Miroirs , collectif, VLB éditeur, 2013.
Les charmes de l’impossible , Éditions Druide, 2012.
Mademoiselle Tic Tac, Tome 2 – Les Montagnes russes , Éditions Québec Amérique, 2010.
Mademoiselle Tic Tac, Tome 1 – Le Manège amoureux , Éditions Québec Amérique, 2009.
Projet dirigé par Marie-Noëlle Gagnon, éditrice
Conception graphique : Claudia Mc Arthur
Mise en pages : Pige communication
Révision linguistique : Isabelle Pauzé
En couverture : © Linh Buitrong
Conversion en ePub : Nicolas Ménard
Québec Amérique 7240, rue Saint-Hubert
Montréal (Québec) H2R 2N1
Téléphone : 514 499-3000, télécopieur : 514 499-3010
Nous reconnaissons l'aide financière du gouvernement du Canada par l'entremise du Fonds du livre du Canada pour nos activités d'édition.
Nous remercions le Conseil des arts du Canada de son soutien.
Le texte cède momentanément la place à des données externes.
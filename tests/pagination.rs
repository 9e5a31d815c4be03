mod common;

use boardreport_pdf::canvas::Canvas;
use boardreport_pdf::engine::{Cell, Column, Composer, Cursor, Table};
use boardreport_pdf::fonts::FontFamily;
use boardreport_pdf::{LayoutConfig, PdfCanvas};
use proptest::prelude::*;

fn canvas(layout: &LayoutConfig) -> PdfCanvas {
    PdfCanvas::new(layout, FontFamily::default())
}

proptest! {
    #[test]
    fn reserved_blocks_never_cross_the_bottom_margin(
        steps in prop::collection::vec((0.5f32..=1.0, 0.0f32..12.0, 0.0f32..6.0), 1..120)
    ) {
        let layout = LayoutConfig::default();
        let mut canvas = canvas(&layout);
        let mut cursor = Cursor::new(&layout);
        let usable = cursor.usable_height();
        let mut last_page = 0;
        for (fraction, keep, gap) in steps {
            let h = usable * fraction * fraction * fraction;
            let origin = cursor.reserve_keep(&mut canvas, h, keep);
            prop_assert!(origin.y + h <= layout.content_bottom() + 1e-3,
                "block of {h} at y={} on page {}", origin.y, origin.page_index);
            prop_assert!(origin.y >= layout.margin_top);
            prop_assert!(origin.page_index >= last_page);
            prop_assert_eq!(origin.page_index + 1, canvas.page_count());
            last_page = origin.page_index;
            cursor.gap(gap);
        }
    }
}

#[test]
fn table_continuation_repeats_header_once() {
    common::init_logging();
    let layout = LayoutConfig::default();
    let mut canvas = canvas(&layout);
    let mut table = Table::new(vec![
        Column::new("Indicator"),
        Column::fixed("Value", 30.0),
        Column::fixed("Status", 30.0),
    ]);
    for i in 0..30 {
        table.push_row([Cell::new(format!("Row {i}")), Cell::new("1"), Cell::new("ok")]);
    }
    {
        let mut composer = Composer::new(&mut canvas, &layout);
        composer.table(&table);
    }

    let doc = canvas.document();
    assert_eq!(doc.page_count(), 2);
    assert_eq!(doc.pages_with_text("Indicator"), vec![0, 1]);
    for page in &doc.pages {
        assert_eq!(page.texts().filter(|t| t.text == "Indicator").count(), 1);
    }

    let second = &doc.pages[1];
    let header_y = second.texts().find(|t| t.text == "Indicator").unwrap().y;
    let first_row = second
        .texts()
        .find(|t| t.text.starts_with("Row "))
        .expect("rows continue on page 2");
    assert!(header_y < first_row.y);
    assert_eq!(first_row.text, "Row 27");
    for page in &doc.pages {
        assert!(page.texts().all(|t| t.y <= layout.content_bottom()));
    }
}

#[test]
fn header_is_not_orphaned_at_page_bottom() {
    let layout = LayoutConfig::default();
    let mut canvas = canvas(&layout);
    let mut table = Table::new(vec![Column::new("Name"), Column::new("Value")]);
    table.push_row(["a", "1"]);
    {
        let mut composer = Composer::new(&mut canvas, &layout);
        let room = composer.cursor().remaining();
        composer.reserve(room - 12.0);
        composer.table(&table);
    }
    let doc = canvas.document();
    assert_eq!(doc.pages_with_text("Name"), vec![1]);
    assert_eq!(doc.pages_with_text("a"), vec![1]);
}

#[test]
fn long_paragraph_flows_across_pages_line_by_line() {
    let layout = LayoutConfig::default();
    let mut canvas = canvas(&layout);
    let sentence = "Resilience depends on people, process and suppliers working together. ";
    let text = sentence.repeat(300);
    {
        let mut composer = Composer::new(&mut canvas, &layout);
        composer.paragraph(&text);
    }
    let doc = canvas.document();
    assert!(doc.page_count() >= 3);
    for page in &doc.pages {
        for run in page.texts() {
            assert!(run.y <= layout.content_bottom());
            assert!(run.x + run.width <= layout.page_width - layout.margin_right + 0.01);
        }
    }
}

#[test]
fn overlong_cell_text_is_truncated_with_ellipsis() {
    let layout = LayoutConfig::default();
    let mut canvas = canvas(&layout);
    let mut table = Table::new(vec![Column::fixed("Risk", 30.0), Column::new("Mitigation")]);
    table.push_row([
        "A supplier concentration risk that cannot possibly fit in thirty millimetres",
        "Dual source",
    ]);
    {
        let mut composer = Composer::new(&mut canvas, &layout);
        composer.table(&table);
    }
    let page = &canvas.document().pages[0];
    let cell = page
        .texts()
        .find(|t| t.text.starts_with("A supplier"))
        .expect("truncated cell");
    assert!(cell.text.ends_with('\u{2026}'));
    assert!(cell.width <= 30.0);
}

#[test]
fn wrap_breaks_words_wider_than_the_line() {
    let layout = LayoutConfig::default();
    let canvas = canvas(&layout);
    let lines = canvas.wrap_text("Supercalifragilisticexpialidocious", 10.0, false, 20.0);
    assert!(lines.len() > 1);
    assert_eq!(lines.concat(), "Supercalifragilisticexpialidocious");
    for line in &lines {
        assert!(canvas.measure_text(line, 10.0, false) <= 20.0);
    }
    assert_eq!(canvas.wrap_text("", 10.0, false, 20.0), vec![String::new()]);
    assert_eq!(canvas.wrap_text("a\nb", 10.0, false, 100.0), vec!["a", "b"]);
}

fn assert_within_margins(doc: &boardreport_pdf::Document, layout: &LayoutConfig) {
    for (i, page) in doc.pages.iter().enumerate() {
        for run in page.texts() {
            assert!(
                run.y <= layout.content_bottom(),
                "{:?} at y={} on page {} crosses the bottom margin",
                run.text,
                run.y,
                i + 1
            );
        }
    }
}

fn runs_equal(doc: &boardreport_pdf::Document, text: &str) -> Vec<usize> {
    doc.pages
        .iter()
        .enumerate()
        .flat_map(|(i, p)| p.texts().filter(|t| t.text == text).map(move |_| i))
        .collect()
}

#[test]
fn bullet_taller_than_a_page_flows_line_by_line() {
    let layout = LayoutConfig::default();
    let mut canvas = canvas(&layout);
    let text = format!(
        "- {}",
        "Suppliers must confirm continuity arrangements in writing. ".repeat(120)
    );
    {
        let mut composer = Composer::new(&mut canvas, &layout);
        composer.blocks(&text);
    }
    let doc = canvas.document();
    assert!(doc.page_count() >= 2);
    assert_within_margins(doc, &layout);
    assert_eq!(runs_equal(doc, "\u{2022}"), vec![0]);
    let bullet = doc.pages[0].texts().find(|t| t.text == "\u{2022}").unwrap();
    let first_line = doc.pages[0]
        .texts()
        .find(|t| t.text.starts_with("Suppliers"))
        .unwrap();
    assert_eq!(bullet.y, first_line.y);
}

#[test]
fn numbered_item_taller_than_a_page_flows_line_by_line() {
    let layout = LayoutConfig::default();
    let mut canvas = canvas(&layout);
    let text = format!(
        "1. Suppliers: {}",
        "Confirm continuity arrangements and escalation contacts. ".repeat(120)
    );
    {
        let mut composer = Composer::new(&mut canvas, &layout);
        composer.blocks(&text);
    }
    let doc = canvas.document();
    assert!(doc.page_count() >= 2);
    assert_within_margins(doc, &layout);
    assert_eq!(runs_equal(doc, "1."), vec![0]);
    assert_eq!(runs_equal(doc, "Suppliers:"), vec![0]);
    let number = doc.pages[0].texts().find(|t| t.text == "1.").unwrap();
    let label = doc.pages[0].texts().find(|t| t.text == "Suppliers:").unwrap();
    assert_eq!(number.y, label.y);
}

#[test]
fn short_list_item_stays_in_one_piece() {
    let layout = LayoutConfig::default();
    let mut canvas = canvas(&layout);
    {
        let mut composer = Composer::new(&mut canvas, &layout);
        let room = composer.cursor().remaining();
        composer.reserve(room - 6.0);
        composer.bullet_list(None, &["Line one of a two line item. ".repeat(8)]);
    }
    let doc = canvas.document();
    assert_eq!(doc.page_count(), 2);
    assert_eq!(runs_equal(doc, "\u{2022}"), vec![1]);
    assert!(doc.pages[0].texts().next().is_none());
}

#[test]
fn numbers_written_in_the_text_are_kept() {
    let layout = LayoutConfig::default();
    let mut canvas = canvas(&layout);
    {
        let mut composer = Composer::new(&mut canvas, &layout);
        composer.blocks(
            "1. Isolate: close the inlet valves\n\n2. Notify: call the regulator\n\n3. Sample: test the outflow",
        );
        composer.blocks("4. Resume: restore normal supply\n5. Review: hold a debrief");
    }
    let page = &canvas.document().pages[0];
    let numbers: Vec<&str> = page
        .texts()
        .filter(|t| t.style.bold && t.text.ends_with('.') && t.text.len() <= 3)
        .map(|t| t.text.as_str())
        .collect();
    assert_eq!(numbers, vec!["1.", "2.", "3.", "4.", "5."]);
}

#[test]
fn heading_before_a_table_moves_with_its_first_row() {
    let layout = LayoutConfig::default();
    let mut canvas = canvas(&layout);
    let mut table = Table::new(vec![Column::new("Name"), Column::new("Value")]);
    table.push_row(["a", "1"]);
    {
        let mut composer = Composer::new(&mut canvas, &layout);
        let room = composer.cursor().remaining();
        // Enough for a heading and two body lines, not for the header and a row.
        composer.reserve(room - 18.0);
        composer.table_heading("Key Risks", &table);
        composer.table(&table);
    }
    let doc = canvas.document();
    assert_eq!(doc.pages_with_text("Key Risks"), vec![1]);
    assert_eq!(doc.pages_with_text("Name"), vec![1]);
    let heading = doc.pages[1].texts().find(|t| t.text == "Key Risks").unwrap();
    let header = doc.pages[1].texts().find(|t| t.text == "Name").unwrap();
    assert!(heading.y < header.y);
}

#[test]
fn plain_heading_keeps_two_body_lines() {
    let layout = LayoutConfig::default();
    let mut canvas = canvas(&layout);
    {
        let mut composer = Composer::new(&mut canvas, &layout);
        let room = composer.cursor().remaining();
        composer.reserve(room - 18.0);
        composer.heading("Recent Changes");
    }
    assert_eq!(canvas.document().pages_with_text("Recent Changes"), vec![0]);
}
use pdf_writer::{Content, Name, Str};

use crate::canvas::{Color, DrawCommand, PT_PER_MM, Page};
use crate::fonts::FontEntry;

fn set_fill(content: &mut Content, color: Color) {
    let (r, g, b) = color.unit_rgb();
    content.set_fill_rgb(r, g, b);
}

fn set_stroke(content: &mut Content, color: Color) {
    let (r, g, b) = color.unit_rgb();
    content.set_stroke_rgb(r, g, b);
}

/// Build the content stream for one recorded page. Page geometry is
/// top-down millimetres; PDF user space is bottom-up points.
pub(super) fn render_page(page: &Page, page_h: f32, regular: &FontEntry, bold: &FontEntry) -> Vec<u8> {
    let to_pt = |mm: f32| mm * PT_PER_MM;
    let flip = |mm: f32| page_h - mm * PT_PER_MM;
    let mut content = Content::new();

    for command in &page.commands {
        match command {
            DrawCommand::Rect(r) => {
                content.save_state();
                if let Some(fill) = r.paint.fill {
                    set_fill(&mut content, fill);
                }
                if let Some(stroke) = r.paint.stroke {
                    set_stroke(&mut content, stroke.color);
                    content.set_line_width(to_pt(stroke.width));
                }
                content.rect(to_pt(r.x), flip(r.y + r.h), to_pt(r.w), to_pt(r.h));
                match (r.paint.fill.is_some(), r.paint.stroke.is_some()) {
                    (true, true) => content.fill_nonzero_and_stroke(),
                    (true, false) => content.fill_nonzero(),
                    (false, true) => content.stroke(),
                    (false, false) => content.end_path(),
                };
                content.restore_state();
            }
            DrawCommand::Line(l) => {
                content.save_state();
                set_stroke(&mut content, l.stroke.color);
                content.set_line_width(to_pt(l.stroke.width));
                content.move_to(to_pt(l.x1), flip(l.y1));
                content.line_to(to_pt(l.x2), flip(l.y2));
                content.stroke();
                content.restore_state();
            }
            DrawCommand::Text(t) => {
                let font = if t.style.bold { bold } else { regular };
                let bytes = font.encode(&t.text);
                content.save_state();
                set_fill(&mut content, t.style.color);
                content
                    .begin_text()
                    .set_font(Name(font.pdf_name.as_bytes()), t.style.size)
                    .next_line(to_pt(t.x), flip(t.y))
                    .show(Str(&bytes))
                    .end_text();
                content.restore_state();
            }
        }
    }

    content.finish().as_slice().to_vec()
}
L'an dernier, le Conseil a investi 157 millions de dollars pour mettre de l'art dans la vie des Canadiennes et des Canadiens de tout le pays.
Nous tenons également à remercier la SODEC pour son appui financier. Gouvernement du Québec – Programme de crédit d'impôt pour l'édition de livres – Gestion SODEC.
Catalogage avant publication de Bibliothèque et Archives nationales du Québec et Bibliothèque et Archives Canada
Glorieux, Karine Tuer la poule (Tous continents)
ISBN 978-2-7644-3304-1 (Version imprimée)
ISBN 978-2-7644-3305-8 (PDF)
ISBN 978-2-7644-3306-5 (ePub)
I. Titre. II. Collection : Tous continents.
PS8613.L67T83 2017 C843’.6 C2016-942113-9 PS9613.L67T83 2017
Dépôt légal, Bibliothèque et Archives nationales du Québec, 2017
Dépôt légal, Bibliothèque et Archives du Canada, 2017
Tous droits de traduction, de reproduction et d'adaptation réservés
© Éditions Québec Amérique inc., 2017.
quebec-amerique.com
À ma complice et première lectrice, ma sœur Véro.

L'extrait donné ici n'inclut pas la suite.